DIRECTIONS ▸
Among the entries below, find the line with "filename cloudchain-cli/src/format.rs", then quote it and each following line up to and including the line with "quota::usage_ratio(q.used_bytes, q.total_bytes) *", and nothing else.

[Stored entries]
• • • •

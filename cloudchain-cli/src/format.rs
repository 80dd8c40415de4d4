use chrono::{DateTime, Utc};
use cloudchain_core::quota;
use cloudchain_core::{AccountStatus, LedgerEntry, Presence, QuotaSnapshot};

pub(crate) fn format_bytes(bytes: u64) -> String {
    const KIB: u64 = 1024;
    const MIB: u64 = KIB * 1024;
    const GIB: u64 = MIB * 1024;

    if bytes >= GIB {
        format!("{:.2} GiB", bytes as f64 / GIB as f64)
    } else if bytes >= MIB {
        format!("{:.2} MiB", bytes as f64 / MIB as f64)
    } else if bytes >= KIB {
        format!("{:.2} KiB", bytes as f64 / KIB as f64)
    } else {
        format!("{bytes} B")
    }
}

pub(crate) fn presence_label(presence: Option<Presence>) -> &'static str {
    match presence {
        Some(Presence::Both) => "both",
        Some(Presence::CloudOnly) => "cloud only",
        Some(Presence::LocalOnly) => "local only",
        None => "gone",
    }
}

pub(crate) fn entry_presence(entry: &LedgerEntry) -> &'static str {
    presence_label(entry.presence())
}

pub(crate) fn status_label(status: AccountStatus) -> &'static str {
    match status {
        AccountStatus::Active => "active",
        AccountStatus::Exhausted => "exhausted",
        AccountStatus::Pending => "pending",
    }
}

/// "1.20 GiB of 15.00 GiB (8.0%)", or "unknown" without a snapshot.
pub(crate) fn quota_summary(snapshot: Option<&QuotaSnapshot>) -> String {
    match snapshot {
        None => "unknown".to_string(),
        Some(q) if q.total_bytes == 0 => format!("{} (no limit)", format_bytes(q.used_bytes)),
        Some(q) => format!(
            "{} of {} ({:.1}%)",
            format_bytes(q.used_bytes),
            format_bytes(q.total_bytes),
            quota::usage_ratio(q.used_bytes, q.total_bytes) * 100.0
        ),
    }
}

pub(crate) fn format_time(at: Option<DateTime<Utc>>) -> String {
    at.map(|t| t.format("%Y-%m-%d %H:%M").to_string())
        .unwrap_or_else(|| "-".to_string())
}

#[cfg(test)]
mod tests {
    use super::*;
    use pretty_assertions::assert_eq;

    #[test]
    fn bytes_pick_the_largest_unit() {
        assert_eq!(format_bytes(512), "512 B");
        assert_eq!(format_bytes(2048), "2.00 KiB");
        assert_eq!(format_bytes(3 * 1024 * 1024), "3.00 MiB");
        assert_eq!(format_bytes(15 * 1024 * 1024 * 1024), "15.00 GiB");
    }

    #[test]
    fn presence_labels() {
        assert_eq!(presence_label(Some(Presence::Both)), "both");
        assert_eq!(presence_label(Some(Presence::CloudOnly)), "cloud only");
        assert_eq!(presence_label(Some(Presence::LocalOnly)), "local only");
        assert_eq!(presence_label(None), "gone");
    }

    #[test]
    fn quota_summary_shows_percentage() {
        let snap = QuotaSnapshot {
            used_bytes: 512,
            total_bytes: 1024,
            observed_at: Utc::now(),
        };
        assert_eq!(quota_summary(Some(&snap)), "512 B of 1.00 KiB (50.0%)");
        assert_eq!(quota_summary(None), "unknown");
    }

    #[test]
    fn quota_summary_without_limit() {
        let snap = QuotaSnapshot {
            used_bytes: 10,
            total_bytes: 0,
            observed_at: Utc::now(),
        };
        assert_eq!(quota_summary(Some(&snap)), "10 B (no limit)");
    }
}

• • • •

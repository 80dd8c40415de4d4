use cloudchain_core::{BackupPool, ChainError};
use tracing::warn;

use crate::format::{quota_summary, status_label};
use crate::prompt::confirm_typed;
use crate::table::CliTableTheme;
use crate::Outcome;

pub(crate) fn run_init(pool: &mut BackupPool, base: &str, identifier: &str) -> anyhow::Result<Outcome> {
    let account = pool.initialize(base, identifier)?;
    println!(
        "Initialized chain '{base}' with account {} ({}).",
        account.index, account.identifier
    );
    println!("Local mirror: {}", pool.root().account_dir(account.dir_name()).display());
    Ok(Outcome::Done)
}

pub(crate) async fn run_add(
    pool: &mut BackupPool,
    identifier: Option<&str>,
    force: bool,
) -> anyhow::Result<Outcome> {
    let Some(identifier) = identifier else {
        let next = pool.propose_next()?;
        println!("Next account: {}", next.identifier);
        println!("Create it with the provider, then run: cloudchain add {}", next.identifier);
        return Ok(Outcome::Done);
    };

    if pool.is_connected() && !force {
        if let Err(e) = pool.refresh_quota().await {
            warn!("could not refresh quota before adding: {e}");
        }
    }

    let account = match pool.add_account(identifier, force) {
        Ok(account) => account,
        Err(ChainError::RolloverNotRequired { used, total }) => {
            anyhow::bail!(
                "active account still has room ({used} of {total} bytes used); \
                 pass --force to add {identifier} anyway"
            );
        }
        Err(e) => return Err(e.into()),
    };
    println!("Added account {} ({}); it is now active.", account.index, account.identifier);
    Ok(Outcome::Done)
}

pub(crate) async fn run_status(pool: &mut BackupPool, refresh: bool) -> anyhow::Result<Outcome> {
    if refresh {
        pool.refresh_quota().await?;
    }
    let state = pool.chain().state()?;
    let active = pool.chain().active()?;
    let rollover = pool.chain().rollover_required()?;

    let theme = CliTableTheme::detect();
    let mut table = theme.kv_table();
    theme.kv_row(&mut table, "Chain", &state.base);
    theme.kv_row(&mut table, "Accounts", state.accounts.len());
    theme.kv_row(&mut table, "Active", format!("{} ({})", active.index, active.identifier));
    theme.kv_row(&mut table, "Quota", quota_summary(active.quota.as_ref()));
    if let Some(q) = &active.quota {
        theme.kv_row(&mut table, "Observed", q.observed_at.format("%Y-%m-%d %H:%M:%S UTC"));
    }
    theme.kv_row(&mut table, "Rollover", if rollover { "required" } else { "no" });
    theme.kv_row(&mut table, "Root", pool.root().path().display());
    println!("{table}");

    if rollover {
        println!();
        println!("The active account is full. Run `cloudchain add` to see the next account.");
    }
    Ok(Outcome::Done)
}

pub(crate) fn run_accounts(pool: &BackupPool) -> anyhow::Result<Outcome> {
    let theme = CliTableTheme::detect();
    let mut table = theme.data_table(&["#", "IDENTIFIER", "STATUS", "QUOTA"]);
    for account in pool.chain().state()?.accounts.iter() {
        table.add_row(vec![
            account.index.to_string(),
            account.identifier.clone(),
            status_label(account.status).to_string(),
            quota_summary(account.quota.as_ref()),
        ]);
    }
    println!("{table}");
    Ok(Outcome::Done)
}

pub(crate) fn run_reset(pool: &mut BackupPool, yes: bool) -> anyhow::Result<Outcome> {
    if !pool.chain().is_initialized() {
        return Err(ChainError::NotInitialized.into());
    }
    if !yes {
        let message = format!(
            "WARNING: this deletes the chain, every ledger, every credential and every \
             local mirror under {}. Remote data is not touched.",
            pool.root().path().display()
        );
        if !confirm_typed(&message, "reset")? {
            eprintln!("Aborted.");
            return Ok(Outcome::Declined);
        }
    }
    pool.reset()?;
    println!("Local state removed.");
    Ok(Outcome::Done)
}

• • • •

SOLUTION FOR THIS TASK ▸
filename cloudchain-cli/src/format.rs
repository 80dd8c40415de4d4
use chrono::{DateTime, Utc};
use cloudchain_core::quota;
use cloudchain_core::{AccountStatus, LedgerEntry, Presence, QuotaSnapshot};

pub(crate) fn format_bytes(bytes: u64) -> String {
    const KIB: u64 = 1024;
    const MIB: u64 = KIB * 1024;
    const GIB: u64 = MIB * 1024;

    if bytes >= GIB {
        format!("{:.2} GiB", bytes as f64 / GIB as f64)
    } else if bytes >= MIB {
        format!("{:.2} MiB", bytes as f64 / MIB as f64)
    } else if bytes >= KIB {
        format!("{:.2} KiB", bytes as f64 / KIB as f64)
    } else {
        format!("{bytes} B")
    }
}

pub(crate) fn presence_label(presence: Option<Presence>) -> &'static str {
    match presence {
        Some(Presence::Both) => "both",
        Some(Presence::CloudOnly) => "cloud only",
        Some(Presence::LocalOnly) => "local only",
        None => "gone",
    }
}

pub(crate) fn entry_presence(entry: &LedgerEntry) -> &'static str {
    presence_label(entry.presence())
}

pub(crate) fn status_label(status: AccountStatus) -> &'static str {
    match status {
        AccountStatus::Active => "active",
        AccountStatus::Exhausted => "exhausted",
        AccountStatus::Pending => "pending",
    }
}

/// "1.20 GiB of 15.00 GiB (8.0%)", or "unknown" without a snapshot.
pub(crate) fn quota_summary(snapshot: Option<&QuotaSnapshot>) -> String {
    match snapshot {
        None => "unknown".to_string(),
        Some(q) if q.total_bytes == 0 => format!("{} (no limit)", format_bytes(q.used_bytes)),
        Some(q) => format!(
            "{} of {} ({:.1}%)",
            format_bytes(q.used_bytes),
            format_bytes(q.total_bytes),
            quota::usage_ratio(q.used_bytes, q.total_bytes) * 100.0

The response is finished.